Reputation: 19
I have a web page, and I need certain PHP functions to be executed when a user clicks on a button. I plan on using jQuery for this. The problem is, for reasons I won't go into, I CANNOT use an external PHP file. All the PHP I can use must be in this file, somewhere. Every solution I've found to executing any sort of PHP code through jQuery requires an external file. But there has to be a way to just have it read off text that I give it here in this file, right? Any ideas?
Upvotes: 0
Views: 68
Reputation: 251
You can't call PHP functions with JavaScript in the way that you seem to be thinking.
When you load a PHP page, the server processes the code in the PHP file and returns only the result of that code to the browser. The browser is completely unaware of the actual code in the PHP file.
JavaScript on the other hand runs completely client-side, ie in the browser. So the server is unaware of anything happening in the browser until the browser specifically sends a request to the server.

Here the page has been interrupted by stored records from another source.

//! Funnel analytics: page-level events (zip entry, lead capture, scans, deal
//! clicks, modal opens, hand-offs) and the sinks they are routed to.
//!
//! The controller holds an `Arc<dyn EventSink>`; hosts pick the sink.

use std::sync::{Arc, Mutex};

use chrono::Utc;
use uuid::Uuid;

use crate::types::{FunnelEvent, FunnelEventType};

pub trait EventSink: Send + Sync {
    fn emit(&self, event: FunnelEvent);
}

impl FunnelEvent {
    /// A bare event for `run_id`, stamped now.
    pub fn new(event_type: FunnelEventType, run_id: impl Into<String>) -> Self {
        Self {
            event_id: Uuid::new_v4(),
            event_type,
            run_id: run_id.into(),
            postal_code: None,
            item_id: None,
            source: None,
            timestamp: Utc::now(),
        }
    }

    pub fn with_postal_code(mut self, postal_code: Option<String>) -> Self {
        self.postal_code = postal_code;
        self
    }

    pub fn with_item(mut self, item_id: Option<String>) -> Self {
        self.item_id = item_id;
        self
    }

    pub fn with_source(mut self, source: impl Into<String>) -> Self {
        self.source = Some(source.into());
        self
    }
}

/// Drops everything.
pub struct NoOpSink;

impl EventSink for NoOpSink {
    fn emit(&self, _event: FunnelEvent) {}
}

/// One debug line per event, fields flattened for JSON log output.
pub struct TracingSink;

impl EventSink for TracingSink {
    fn emit(&self, event: FunnelEvent) {
        tracing::debug!(
            event_type = ?event.event_type,
            run_id = %event.run_id,
            zip = ?event.postal_code,
            item_id = ?event.item_id,
            source = ?event.source,
            "Funnel event"
        );
    }
}

/// Keeps events in memory, in emission order.
#[derive(Default)]
pub struct CaptureSink {
    events: Mutex<Vec<FunnelEvent>>,
}

impl CaptureSink {
    pub fn events(&self) -> Vec<FunnelEvent> {
        self.events.lock().expect("capture sink poisoned").clone()
    }

    pub fn count_type(&self, event_type: FunnelEventType) -> usize {
        self.events
            .lock()
            .expect("capture sink poisoned")
            .iter()
            .filter(|e| e.event_type == event_type)
            .count()
    }
}

impl EventSink for CaptureSink {
    fn emit(&self, event: FunnelEvent) {
        self.events.lock().expect("capture sink poisoned").push(event);
    }
}

pub fn noop_sink() -> Arc<dyn EventSink> {
    Arc::new(NoOpSink)
}

pub fn capture_sink() -> Arc<CaptureSink> {
    Arc::new(CaptureSink::default())
}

If you want a button click to trigger a PHP function, you're going to have to make a request to the target PHP file (be it another file, or the same file).
One way is to have the button in a form, that is submitted to the same page and the page looks for the form data when generating content:
<form method="post">
<input type="submit" name="myButton" value="Click me" />
</form>
By omitting the action
attribute the form will submit to the same page.

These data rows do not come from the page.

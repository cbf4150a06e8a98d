use thiserror::Error;

pub type FunnelResult<T> = Result<T, FunnelError>;

/// Visitor input that failed a local format check. Always recoverable: the
/// message is re-presented and the visitor may retry.
#[derive(Error, Debug, Clone, PartialEq, Eq)]
pub enum ValidationError {
    #[error("Please enter a valid 5-digit ZIP code (got {normalized:?})")]
    PostalCode { normalized: String },

    #[error("Invalid email address")]
    Email,
}

/// Failure of an items or zip-metadata source. Recovered by substituting an
/// empty result.
#[derive(Error, Debug)]
pub enum DataFetchError {
    #[error("Request to {source_name} failed: {message}")]
    Transport { source_name: String, message: String },

    #[error("{source_name} responded with status {status}")]
    Status { source_name: String, status: u16 },

    #[error("Could not decode {source_name} response: {message}")]
    Decode { source_name: String, message: String },
}

/// Failure of the downstream lead webhook. Logged only.
#[derive(Error, Debug)]
pub enum RelayError {
    #[error("Webhook URL is not configured")]
    NotConfigured,

    #[error("Webhook request failed: {0}")]
    Transport(String),

    #[error("Webhook failed with status {status}: {body}")]
    Status { status: u16, body: String },
}

#[derive(Error, Debug)]
pub enum FunnelError {
    #[error("Configuration error: {0}")]
    Config(String),

    #[error("Validation error: {0}")]
    Validation(#[from] ValidationError),

    #[error("Data fetch error: {0}")]
    DataFetch(#[from] DataFetchError),

    #[error("Relay error: {0}")]
    Relay(#[from] RelayError),

    #[error("Invalid stage transition from {from} to {to}")]
    InvalidTransition { from: String, to: String },

    #[error("Serialization error: {0}")]
    Serialization(#[from] serde_json::Error),

    #[error("Internal error: {0}")]
    Internal(#[from] anyhow::Error),
}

In the PHP part at the top of the page you would then have something like this to check if the button has been clicked:
<?php
if (isset($_POST["myButton"])) {
myFunction();
}
?>
This will of course cause the page to reload. If you wish to avoid that, then look at the answers covering AJAX.
Upvotes: 0
Reputation: 128
You just need to make an ajax request to the same page
<script>
$.ajax({
type: "POST",
url: "foobar.php",
data: {foo:'bar'},
dataType: 'text',
success:function(data){
alert(data);
}
});
</script>
<?php
if($_REQUEST["foo"] == "bar") {
echo "i've been ajaxed";
call_my_func();
}
?>
Upvotes: 0
Reputation: 5760
You can send a GET or POST parameter to the page using ajax functions of JQuery ($.post for example), to specify that the request is from the code. Then simply check that parameter and if exists, do what ever you want and output something else instead of normal one.